Init - Cherry Blossoms 2021-09-15 09:25:24

The question

Selecting some nodes in a rooted tree maximizes the product of their cost and the number of selected nodes and the leadership of one of their common ancestors under the condition that they do not exceed a certain value .

analysis

Even if the first thought is greed , After playing with our hands, we can also naturally think of trees dp.

Then we consider how to transfer the information of the child node to the current node .

We set up \(dp_x\) Expressed in \(x\) The optimal solution in the subtree of the root .

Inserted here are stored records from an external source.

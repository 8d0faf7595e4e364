//! Error types for broker configuration.
//!
//! Mirrors the teacher's `subscription::errors` module: a small `thiserror`
//! enum per failure surface rather than one catch-all error type, so callers
//! can match on the specific variant instead of string-sniffing a message.
//!
//! Per spec.md §7, the broker itself surfaces nothing at runtime: invalid
//! construction parameters are the only reportable error kind.
//! [`crate::broker::Broker::publish`] never returns a `Result` — a shut-down
//! broker silently no-ops (lifecycle misuse) and per-subscriber overflow is
//! only observable through [`crate::broker::BrokerMetrics`]'s counters. The
//! ask-user request service is likewise infallible: `request` either
//! resolves with a [`crate::ask::ResponseRecord`] or never returns, per
//! spec.md §4.4/§5 — a caller arranges its own abort via `cancel`, not a
//! `Result` this crate hands back.

use thiserror::Error;

/// A [`crate::config::BrokerConfig`] was built with an invalid combination of
/// settings.
#[derive(Debug, Error, Clone, PartialEq, Eq)]
pub enum ConfigurationError {
    #[error("subscriber buffer capacity must be at least 1, got {0}")]
    ZeroCapacity(usize),

    #[error("publish_timeout must be positive when using BlockWithDeadline, got {0:?}")]
    NonPositiveTimeout(std::time::Duration),
}

/// Failure surfaced by [`crate::broker::Broker`] and
/// [`crate::config::BrokerConfig`] construction.
///
/// The only reportable kind is [`BrokerError::Configuration`]: spec.md §7
/// closes the list of errors the core ever surfaces to invalid construction
/// parameters, never runtime publish/subscribe misuse.
#[derive(Debug, Error, Clone, PartialEq, Eq)]
pub enum BrokerError {
    #[error(transparent)]
    Configuration(#[from] ConfigurationError),
}
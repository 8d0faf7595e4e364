//! Broker configuration: buffer capacity and backpressure policy.
//!
//! Grounded on the teacher's `subscription::config::{SubscriptionConfig,
//! Capacity}`: a small builder over a couple of knobs, with named capacity
//! presets rather than requiring every caller to pick a raw buffer size.

use std::time::Duration;

use crate::errors::{BrokerError, ConfigurationError};

/// Preset subscriber channel capacities, matching the teacher's tiers.
#[derive(Debug, Clone, Copy, PartialEq, Eq)]
pub enum Capacity {
    Small,
    Medium,
    Large,
    Custom(usize),
}

impl Capacity {
    pub fn as_usize(self) -> usize {
        match self {
            Capacity::Small => 32,
            Capacity::Medium => 256,
            Capacity::Large => 1024,
            Capacity::Custom(n) => n,
        }
    }
}

/// What the broker does when a subscriber's bounded channel is full at
/// publish time.
#[derive(Debug, Clone, Copy, PartialEq, Eq)]
pub enum BackpressurePolicy {
    /// Drop the event for that subscriber and increment its dropped-event
    /// counter. Never blocks the publisher.
    Drop,
    /// Block the publisher up to `timeout`, shared across the whole
    /// publication, then drop the event for any subscriber still not ready
    /// once the deadline elapses. Never surfaced to the caller; observe via
    /// [`crate::broker::BrokerMetrics::dropped_count`].
    BlockWithDeadline { timeout: Duration },
    /// Evict the slowest subscriber (the one with the fullest channel) to
    /// make room, incrementing its evicted-subscriber counter and closing
    /// its channel.
    EvictSlow,
}

/// Validated configuration for a [`crate::broker::Broker`].
///
/// Fields are private: the only way to produce one is
/// [`BrokerConfig::builder`], whose [`BrokerConfigBuilder::build`] validates
/// before returning. This means a [`BrokerConfig`] reaching
/// [`crate::broker::Broker::new`] is always already valid — per spec.md §7,
/// `ConfigurationError` is surfaced at construction only, never at runtime,
/// and the type system enforces that rather than relying on callers to
/// re-validate.
#[derive(Debug, Clone, Copy, PartialEq, Eq)]
pub struct BrokerConfig {
    capacity: Capacity,
    policy: BackpressurePolicy,
}

impl Default for BrokerConfig {
    fn default() -> Self {
        Self {
            // spec.md §4.1: "Default construction chooses Drop with a
            // buffer of ~64."
            capacity: Capacity::Custom(64),
            policy: BackpressurePolicy::Drop,
        }
    }
}

impl BrokerConfig {
    pub fn builder() -> BrokerConfigBuilder {
        BrokerConfigBuilder::default()
    }

    pub fn capacity(&self) -> Capacity {
        self.capacity
    }

    pub fn policy(&self) -> BackpressurePolicy {
        self.policy
    }

    fn validate(&self) -> Result<(), BrokerError> {
        let cap = self.capacity.as_usize();
        if cap == 0 {
            return Err(ConfigurationError::ZeroCapacity(cap).into());
        }
        if let BackpressurePolicy::BlockWithDeadline { timeout } = self.policy {
            if timeout.is_zero() {
                return Err(ConfigurationError::NonPositiveTimeout(timeout).into());
            }
        }
        Ok(())
    }
}

#[derive(Debug, Clone, Copy, Default)]
pub struct BrokerConfigBuilder {
    capacity: Option<Capacity>,
    policy: Option<BackpressurePolicy>,
}

impl BrokerConfigBuilder {
    pub fn capacity(mut self, capacity: Capacity) -> Self {
        self.capacity = Some(capacity);
        self
    }

    pub fn policy(mut self, policy: BackpressurePolicy) -> Self {
        self.policy = Some(policy);
        self
    }

    pub fn build(self) -> Result<BrokerConfig, BrokerError> {
        let config = BrokerConfig {
            capacity: self.capacity.unwrap_or(Capacity::Custom(64)),
            policy: self.policy.unwrap_or(BackpressurePolicy::Drop),
        };
        config.validate()?;
        Ok(config)
    }
}
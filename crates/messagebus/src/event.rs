//! Event envelope types delivered by a [`crate::broker::Broker`].

use serde::{Deserialize, Deserializer, Serialize, Serializer};

/// Lifecycle tag carried by every [`Event`].
///
/// The taxonomy is closed for this crate's own use (`Created`/`Updated`/
/// `Deleted`) but extensible by a host: `Other` carries any tag a consumer
/// must accept without failing, matching spec.md's requirement that unknown
/// kinds never be rejected. Serializes/deserializes as a plain lowercase
/// string rather than a tagged enum so an unrecognized wire value round
/// trips into `Other` instead of failing to parse.
#[derive(Debug, Clone, PartialEq, Eq)]
pub enum EventKind {
    Created,
    Updated,
    Deleted,
    /// A host-defined kind outside the closed set above.
    Other(String),
}

impl Serialize for EventKind {
    fn serialize<S: Serializer>(&self, serializer: S) -> Result<S::Ok, S::Error> {
        serializer.serialize_str(self.as_str())
    }
}

impl<'de> Deserialize<'de> for EventKind {
    fn deserialize<D: Deserializer<'de>>(deserializer: D) -> Result<Self, D::Error> {
        let tag = String::deserialize(deserializer)?;
        Ok(match tag.as_str() {
            "created" => EventKind::Created,
            "updated" => EventKind::Updated,
            "deleted" => EventKind::Deleted,
            _ => EventKind::Other(tag),
        })
    }
}

impl EventKind {
    /// The normative wire name for this kind (`created`, `updated`,
    /// `deleted`, or the host-supplied tag verbatim).
    pub fn as_str(&self) -> &str {
        match self {
            EventKind::Created => "created",
            EventKind::Updated => "updated",
            EventKind::Deleted => "deleted",
            EventKind::Other(tag) => tag,
        }
    }
}

/// An immutable `(kind, payload)` pair delivered by the broker.
///
/// `Event` carries no identity of its own; identity, if needed, lives in
/// `payload`.
#[derive(Debug, Clone, Serialize, Deserialize)]
pub struct Event<T> {
    pub kind: EventKind,
    pub payload: T,
}

impl<T> Event<T> {
    pub fn new(kind: EventKind, payload: T) -> Self {
        Self { kind, payload }
    }

    pub fn created(payload: T) -> Self {
        Self::new(EventKind::Created, payload)
    }

    pub fn updated(payload: T) -> Self {
        Self::new(EventKind::Updated, payload)
    }

    pub fn deleted(payload: T) -> Self {
        Self::new(EventKind::Deleted, payload)
    }
}
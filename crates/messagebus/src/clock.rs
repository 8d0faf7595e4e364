//! Monotonic time as a host capability.
//!
//! Nothing in this crate calls `tokio::time::Instant::now()` or
//! `tokio::time::sleep` directly outside of this module. Going through
//! [`Clock`] means a test can swap in a fake and drive `BlockWithDeadline`
//! publishing or the ask-service's own timeouts deterministically with
//! `tokio::time::pause()`/`advance()` rather than racing real wall time.

use std::future::Future;
use std::time::Duration;
use tokio::time::Instant;

/// Monotonic time plus a sleep/timeout capability.
///
/// `Send + Sync` so a `Clock` can be shared across subscriber tasks behind an
/// `Arc`, the same way the broker shares its `Arc<dyn IdGenerator>`.
pub trait Clock: Send + Sync {
    fn now(&self) -> Instant;

    /// Race `fut` against a deadline of `duration` from now. Returns `Err`
    /// with the elapsed duration if the deadline passed first.
    fn timeout<'a, F>(
        &'a self,
        duration: Duration,
        fut: F,
    ) -> std::pin::Pin<Box<dyn Future<Output = Result<F::Output, Elapsed>> + Send + 'a>>
    where
        F: Future + Send + 'a,
        F::Output: Send;
}

/// A deadline elapsed before the raced future completed.
#[derive(Debug, Clone, Copy, PartialEq, Eq)]
pub struct Elapsed;

impl std::fmt::Display for Elapsed {
    fn fmt(&self, f: &mut std::fmt::Formatter<'_>) -> std::fmt::Result {
        write!(f, "deadline elapsed")
    }
}

impl std::error::Error for Elapsed {}

/// Default [`Clock`] delegating to Tokio's time driver.
#[derive(Debug, Default, Clone, Copy)]
pub struct TokioClock;

impl Clock for TokioClock {
    fn now(&self) -> Instant {
        Instant::now()
    }

    fn timeout<'a, F>(
        &'a self,
        duration: Duration,
        fut: F,
    ) -> std::pin::Pin<Box<dyn Future<Output = Result<F::Output, Elapsed>> + Send + 'a>>
    where
        F: Future + Send + 'a,
        F::Output: Send,
    {
        Box::pin(async move {
            tokio::time::timeout(duration, fut)
                .await
                .map_err(|_| Elapsed)
        })
    }
}
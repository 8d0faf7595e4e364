//! Opaque request-id allocation.
//!
//! spec.md names identifier generation a host capability: "produces opaque,
//! globally-unique-within-process strings. Any collision is a contract
//! violation and should be detectable by tests." [`IdGenerator`] is the
//! narrow trait the ask-service consumes so a host can plug in its own
//! allocator; [`UuidV7Generator`] is the default, grounded on the teacher's
//! `SubscriptionId::new()` use of `Uuid::now_v7()` for time-ordered,
//! sortable-by-creation ids.

use uuid::Uuid;

/// Produces opaque, globally-unique-within-process identifier strings.
pub trait IdGenerator: Send + Sync {
    fn generate(&self) -> String;
}

/// Default [`IdGenerator`] backed by UUID v7.
#[derive(Debug, Default, Clone, Copy)]
pub struct UuidV7Generator;

impl IdGenerator for UuidV7Generator {
    fn generate(&self) -> String {
        Uuid::now_v7().to_string()
    }
}
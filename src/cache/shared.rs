//! Shared Cache Handle
//!
//! Thread-safe handle serializing every operation behind one mutex.

use std::borrow::Borrow;
use std::hash::Hash;
use std::sync::Arc;
use std::time::Duration;

use parking_lot::Mutex;

use crate::cache::{BoundedTtlCache, StatsSnapshot};
use crate::config::CacheConfig;
use crate::error::Result;

/// Cloneable handle to a [`BoundedTtlCache`] shared between threads or tasks.
///
/// `get` reorders and may reap, so reads need exclusive access too. The lock
/// is held for the whole body of each call and never across an await point.
pub struct SharedCache<K, V> {
    inner: Arc<Mutex<BoundedTtlCache<K, V>>>,
}

impl<K, V> Clone for SharedCache<K, V> {
    fn clone(&self) -> Self {
        Self {
            inner: Arc::clone(&self.inner),
        }
    }
}

impl<K: Hash + Eq, V> SharedCache<K, V> {
    /// Creates a shared cache with the given capacity and default TTL.
    pub fn new(max_size: usize, default_ttl: Duration) -> Result<Self> {
        BoundedTtlCache::new(max_size, default_ttl).map(Self::from_cache)
    }

    pub fn from_config(config: &CacheConfig) -> Result<Self> {
        BoundedTtlCache::from_config(config).map(Self::from_cache)
    }

    /// Wraps an existing cache.
    pub fn from_cache(cache: BoundedTtlCache<K, V>) -> Self {
        Self {
            inner: Arc::new(Mutex::new(cache)),
        }
    }

    pub fn get<Q>(&self, key: &Q) -> Option<V>
    where
        K: Borrow<Q>,
        Q: Hash + Eq + ?Sized,
        V: Clone,
    {
        self.inner.lock().get(key)
    }

    pub fn set(&self, key: K, value: V) {
        self.inner.lock().set(key, value);
    }

    pub fn set_with_ttl(&self, key: K, value: V, ttl: Duration) {
        self.inner.lock().set_with_ttl(key, value, ttl);
    }

    pub fn delete<Q>(&self, key: &Q) -> bool
    where
        K: Borrow<Q>,
        Q: Hash + Eq + ?Sized,
    {
        self.inner.lock().delete(key)
    }

    pub fn clear(&self) {
        self.inner.lock().clear();
    }

    pub fn stats(&self) -> StatsSnapshot {
        self.inner.lock().stats()
    }

    pub fn contains<Q>(&self, key: &Q) -> bool
    where
        K: Borrow<Q>,
        Q: Hash + Eq + ?Sized,
    {
        self.inner.lock().contains(key)
    }

    pub fn len(&self) -> usize {
        self.inner.lock().len()
    }

    pub fn is_empty(&self) -> bool {
        self.inner.lock().is_empty()
    }

    /// Runs `f` with the lock held, for multi-step updates that must not interleave.
    pub fn with_lock<R>(&self, f: impl FnOnce(&mut BoundedTtlCache<K, V>) -> R) -> R {
        f(&mut self.inner.lock())
    }
}

impl<K: Hash + Eq + Clone, V> SharedCache<K, V> {
    pub fn purge_expired(&self) -> usize {
        self.inner.lock().purge_expired()
    }
}

#[cfg(test)]
mod tests {
    use super::*;
    use std::thread;

    #[test]
    fn test_clones_share_state() {
        let cache: SharedCache<String, u32> = SharedCache::new(10, Duration::from_secs(60)).unwrap();
        let other = cache.clone();

        cache.set("a".to_string(), 1);

        assert_eq!(other.get("a"), Some(1));
        assert_eq!(cache.stats().hits, 1);
    }

    #[test]
    fn test_with_lock_is_atomic_read_modify_write() {
        let cache: SharedCache<&'static str, u64> =
            SharedCache::new(4, Duration::from_secs(60)).unwrap();
        cache.set("counter", 0);

        let handles: Vec<_> = (0..8)
            .map(|_| {
                let cache = cache.clone();
                thread::spawn(move || {
                    for _ in 0..100 {
                        cache.with_lock(|inner| {
                            let current = inner.get("counter").unwrap_or(0);
                            inner.set("counter", current + 1);
                        });
                    }
                })
            })
            .collect();

        for handle in handles {
            handle.join().unwrap();
        }

        assert_eq!(cache.get("counter"), Some(800));
    }

    #[test]
    fn test_concurrent_writers_respect_capacity() {
        let cache: SharedCache<String, usize> =
            SharedCache::new(16, Duration::from_secs(60)).unwrap();

        let handles: Vec<_> = (0..4)
            .map(|t| {
                let cache = cache.clone();
                thread::spawn(move || {
                    for i in 0..200 {
                        cache.set(format!("t{}-k{}", t, i % 40), i);
                        cache.get(&format!("t{}-k{}", (t + 1) % 4, i % 40));
                    }
                })
            })
            .collect();

        for handle in handles {
            handle.join().unwrap();
        }

        let stats = cache.stats();
        assert!(stats.size <= 16);
        assert_eq!(stats.total, 800);
    }

    #[test]
    fn test_purge_expired_through_handle() {
        let cache: SharedCache<String, u32> = SharedCache::new(10, Duration::from_secs(60)).unwrap();
        cache.set_with_ttl("gone".to_string(), 1, Duration::ZERO);
        cache.set("kept".to_string(), 2);

        assert_eq!(cache.purge_expired(), 1);
        assert_eq!(cache.len(), 1);
        assert!(cache.contains("kept"));
        assert!(!cache.is_empty());
    }
}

So when merging up , There are obviously two situations :

  1. The administrator is in the child node of the current node

  2. The current node is an administrator .

Set the set of child nodes of the current node as \(y\).

For the first case, we directly take \(max_{i \in y}(dp_i)\).

In the second case , Because leadership is fixed \(L_x\), Obviously, we should select nodes from small to large according to the cost in the subtree with the current node as the root , Get the most people , In this way, the optimal .

Now suppose we can find the maximum number of people in an acceptable time , We have the following state transition equation :

\[dp_x = max(people_{max} \times L_x, max_{i \in y}(dp_i)) \]

So the problem we need to solve now is how to quickly find this \(people_{max}\).

Obviously, this is a data structure that can support rapid merging and access to the most valuable data .

It's not hard to think of left leaning trees and balanced trees .

According to our previous search \(people_{max}\) The strategy of , The first thing I thought about was the small root pile , But accessing the next element like this is \(log\) Of , And write on the top pile . Then consider the balanced tree , But the merging operation will greatly increase our time .

So we need to change our thinking .

I didn't think of this when I was doing it , Plus I'm here to practice left leaning trees , So what I think is how to optimize the method of maintaining the left leaning tree .

It is not difficult to find that the limitation of the above method is that we must delete the top element when accessing the next element , But it's not really deleted , Because this part is what we need , So write on the top pile , But the time complexity is false again .

If it's hard, it's hard , We consider maintaining a large root heap , Record the sum in the heap , If the sum is greater than the budget , So let's delete the top element , Then the rest must be the most , This means the same as our previous strategy . As for the deleted , Because after our upward merger , When updating the optimal solution , Our optimal solution must be the optimal solution re selected from the set of optimal solutions in each subtree . So obviously, the deleted nodes , It is impossible to be selected in the process of merging and updating answers up . So we can ignore the deleted nodes .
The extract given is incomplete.